Que devint dans le maniement des affaires, au milieu des soucis attachés à un si haut rang, cet esprit qui pendant huit années de solitude s'était nourri silencieusement de spéculations philosophiques, et n'avait connu d'autre commerce que celui des écrivains dont il méditait les ouvrages, d'autre spectacle que la vue du ciel et de la mer dont il étudiait les phénomènes ? Tant que dura la première ivresse qui suit l'avènement aux honneurs ; tant qu'il entretint l'espoir de vaincre le mal par l'ascendant du bien, il est à penser que le philosophe-ministre abandonna la théorie pour la pratique, et crut servir le genre humain en appliquant tous ses soins à diriger le bras qui couvrait l'univers de légions et de proconsuls. Mais lorsque ses illusions tombèrent, et qu'il put voir à nu la corruption du siècle et l'irrémédiable perversité de son élève ; lorsqu'il s'aperçut que pour prix de ses efforts vertueux comme de ses coupables condescendances, il allait perdre le pouvoir et peut-être la vie, son âme blessée se réfugia de nouveau au sein de l'étude, et y rapporta, de cette longue et malheureuse expérience, une impression de tristesse qui est particulièrement sensible dans ses derniers écrits.

Outre l'action des circonstances extérieures, nous devons signaler une cause inhérente à sa constitution physique, qui ne fut pas sans influence sur l'état de son esprit et sur le travail de sa pensée. Sénèque était né débile et maladif. Dès son enfance, de cruelles infirmités l'avaient mis en péril[33], et toute sa vie il resta sujet aux asthmes, à la fièvre, aux tremblements nerveux, aux évanouissements[34]. Quand un corps languissant se trouve uni à une âme ardente, il lui communique quelque chose de sa délicatesse et de sa langueur ; de là résulte une tendance à la mélancolie, à l'exaltation, à toutes les vivacités de la faiblesse.
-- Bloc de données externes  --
use crate::extractor::DocumentFormat;
use std::time::Duration;
use thiserror::Error;

/// Failure to turn an uploaded document into plain text.
#[derive(Error, Debug)]
pub enum ExtractionError {
    #[error("extraction failed: file is {size} bytes, limit is {limit} bytes")]
    Oversized { size: u64, limit: u64 },

    #[error("extraction failed: could not read {format} document: {reason}")]
    Unreadable { format: DocumentFormat, reason: String },

    #[error("extraction failed: document contains no text")]
    Empty,

    #[error("extraction failed: unsupported file type '{0}' (expected pdf, doc or docx)")]
    UnsupportedFormat(String),

    #[error("extraction failed: no converter configured for {0} documents")]
    ConverterUnavailable(DocumentFormat),

    #[error("extraction failed: {0}")]
    Io(#[from] std::io::Error),
}

/// Failure of a single call to the model backend.
#[derive(Error, Debug)]
pub enum BackendError {
    #[error("request to model backend failed: {0}")]
    Request(#[from] reqwest::Error),

    #[error("model backend returned {status}: {body}")]
    Status { status: u16, body: String },

    #[error("malformed response from model backend: {0}")]
    MalformedResponse(String),

    #[error("model backend did not answer within {0:?}")]
    Timeout(Duration),

    #[error("model backend task ended without a result: {0}")]
    Aborted(String),

    #[error("prompt '{template}' is missing variable '{variable}'")]
    MissingVariable { template: String, variable: String },

    #[error(transparent)]
    Configuration(#[from] ConfigurationError),
}

/// Analysis of one segment failed. Non-fatal: the segment is skipped.
#[derive(Error, Debug)]
#[error("analysis of chunk {} failed: {source}", .index + 1)]
pub struct AnalysisError {
    pub index: usize,
    #[source]
    pub source: BackendError,
}

/// Revision of the whole document failed. The report and score stay valid.
#[derive(Error, Debug)]
#[error("revision failed: {source}")]
pub struct RevisionError {
    #[source]
    pub source: BackendError,
}

#[derive(Error, Debug)]
pub enum ConfigurationError {
    #[error("configuration error: no API key for {provider} (set {env_var} or llm.api_key)")]
    MissingApiKey { provider: String, env_var: String },

    #[error("configuration error: {0}")]
    Invalid(String),
}

/// Errors that stop a pipeline invocation.
#[derive(Error, Debug)]
pub enum PipelineError {
    #[error(transparent)]
    Extraction(#[from] ExtractionError),

    #[error(transparent)]
    Revision(#[from] RevisionError),

    #[error(transparent)]
    Configuration(#[from] ConfigurationError),

    #[error("revision failed: the document has not been analyzed yet")]
    NotAnalyzed,
}
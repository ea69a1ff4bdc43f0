// Copyright (c) 2026 Bountyy Oy. All rights reserved.
// This software is proprietary and confidential.

//! Error types for the remora REST client
//!
//! I/O failures from body sources are surfaced unmodified; nothing is
//! retried or translated on the way up.

use thiserror::Error;

/// Result type alias for remora operations
pub type Result<T> = std::result::Result<T, Error>;

/// Main error type for the remora client
#[derive(Error, Debug)]
pub enum Error {
    /// Caller passed something malformed (odd header pair list,
    /// invalid method token, bad header name/value)
    #[error("Invalid argument: {0}")]
    InvalidArgument(String),

    /// I/O error while reading a body source or writing to a sink
    #[error("I/O error: {0}")]
    Io(#[from] std::io::Error),

    /// HTTP transport failed
    #[error("HTTP error: {0}")]
    Http(#[from] reqwest::Error),

    /// URL parsing failed
    #[error("Invalid URL: {0}")]
    Url(#[from] url::ParseError),

    /// Serialization error
    #[error("Serialization error: {0}")]
    Serialization(#[from] serde_json::Error),

    /// Client configuration error
    #[error("Configuration error: {0}")]
    Config(String),

    /// Generic error
    #[error("{0}")]
    Other(String),
}

impl From<String> for Error {
    fn from(s: String) -> Self {
        Error::Other(s)
    }
}

impl From<&str> for Error {
    fn from(s: &str) -> Self {
        Error::Other(s.to_string())
    }
}

impl Error {
    /// Create an invalid-argument error
    pub fn invalid_argument<S: Into<String>>(msg: S) -> Self {
        Error::InvalidArgument(msg.into())
    }

    /// Create a configuration error
    pub fn config<S: Into<String>>(msg: S) -> Self {
        Error::Config(msg.into())
    }

    /// Check if this is an I/O error
    pub fn is_io(&self) -> bool {
        matches!(self, Error::Io(_))
    }

    /// Check if this error came from the transport layer
    pub fn is_transport(&self) -> bool {
        matches!(self, Error::Http(_))
    }
}

#[cfg(test)]
mod tests {
    use super::*;

    #[test]
    fn test_invalid_argument_display() {
        let err = Error::invalid_argument("odd number of header values");
        assert_eq!(
            err.to_string(),
            "Invalid argument: odd number of header values"
        );
    }

    #[test]
    fn test_io_passthrough() {
        let io = std::io::Error::new(std::io::ErrorKind::NotFound, "missing");
        let err: Error = io.into();
        assert!(err.is_io());
        assert!(!err.is_transport());
    }
}
// Copyright (c) 2026 Bountyy Oy. All rights reserved.
// This software is proprietary and confidential.

//! HTTP response types

use bytes::Bytes;
use reqwest::header::HeaderMap;
use reqwest::StatusCode;
use serde::de::DeserializeOwned;

use crate::error::{Error, Result};

/// HTTP response representation
#[derive(Debug, Clone)]
pub struct Response {
    /// Response status code
    pub status: StatusCode,
    /// Response headers
    pub headers: HeaderMap,
    /// Response body
    pub body: Bytes,
    /// Response time in milliseconds
    pub response_time_ms: u64,
}

impl Response {
    /// Create a new response
    pub fn new(status: StatusCode, headers: HeaderMap, body: Bytes, response_time_ms: u64) -> Self {
        Self {
            status,
            headers,
            body,
            response_time_ms,
        }
    }

    /// Check if status is success (2xx)
    pub fn is_success(&self) -> bool {
        self.status.is_success()
    }

    /// Check if status is client error (4xx)
    pub fn is_client_error(&self) -> bool {
        self.status.is_client_error()
    }

    /// Check if status is server error (5xx)
    pub fn is_server_error(&self) -> bool {
        self.status.is_server_error()
    }

    /// Get status code as u16
    pub fn status_code(&self) -> u16 {
        self.status.as_u16()
    }

    /// Get body as text
    pub fn text(&self) -> Result<String> {
        String::from_utf8(self.body.to_vec()).map_err(|e| Error::Other(e.to_string()))
    }

    /// Get body as text, lossy conversion
    pub fn text_lossy(&self) -> String {
        String::from_utf8_lossy(&self.body).into_owned()
    }

    /// Parse body as JSON
    pub fn json<T: DeserializeOwned>(&self) -> Result<T> {
        serde_json::from_slice(&self.body).map_err(Error::from)
    }

    /// Get a header value
    pub fn header(&self, name: &str) -> Option<&str> {
        self.headers.get(name).and_then(|v| v.to_str().ok())
    }

    /// Get content type
    pub fn content_type(&self) -> Option<&str> {
        self.header("content-type")
    }

    /// Check if content type is JSON
    pub fn is_json(&self) -> bool {
        self.content_type()
            .map(|ct| ct.contains("application/json"))
            .unwrap_or(false)
    }

    /// Get content length
    pub fn content_length(&self) -> Option<usize> {
        self.header("content-length").and_then(|v| v.parse().ok())
    }

    /// Get body length
    pub fn body_len(&self) -> usize {
        self.body.len()
    }

    /// Get raw body bytes
    pub fn bytes(&self) -> &Bytes {
        &self.body
    }
}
Par un autre effet de cette union inégale, la vigueur de l'être se concentre dans la partie saine et agissante ; l'intelligence devient le siège unique de la vie ; le reste n'est plus qu'une enveloppe incommode et méprisée dont on aspire à se détacher et qu'on abandonne à la douleur. La sobriété dont Sénèque s'était fait une loi, lui était prescrite par le soin de sa santé autant que par la philosophie : or, un régime frugal, la pratique fréquente de l'abstinence dégagent l'esprit des éléments matériels qui l'appesantissent ; le corps ne lui fait plus sentir sa chaîne, il a plus d'élan et d'agilité, et plane d'un vol léger dans le monde supérieur des idées[35]. Aussi le jeûne est-il la condition essentielle d'une vie mystique et contemplative.

Par conséquent, si l'on veut se faire une idée juste du talent de Sénèque et apprécier comme il convient certains caractères de ses écrits, il faut tenir compte de toutes les causes qui ont influé sur ses dispositions morales et recueillir les indications fournies par les particularités importantes de son existence. En résumant les remarques qui précèdent, sous quels traits nous représenterons-nous ce philosophe ? Nous verrons en lui une intelligence active et féconde, naturellement portée vers ce qui est généreux, avide de savoir et de renommée, qui répand son ardeur sur tous les genres d'étude, mais, malgré ses prétentions à l'universalité, conserve une préférence marquée pour la plus haute des sciences, pour la philosophie ; nous y verrons encore une âme passionnée, délicate, prompte à l'enthousiasme, dont la sensibilité a reçu les impressions successives des ennuis de l'exil, des déceptions éprouvées à la cour, et des souffrances d'un corps maladif.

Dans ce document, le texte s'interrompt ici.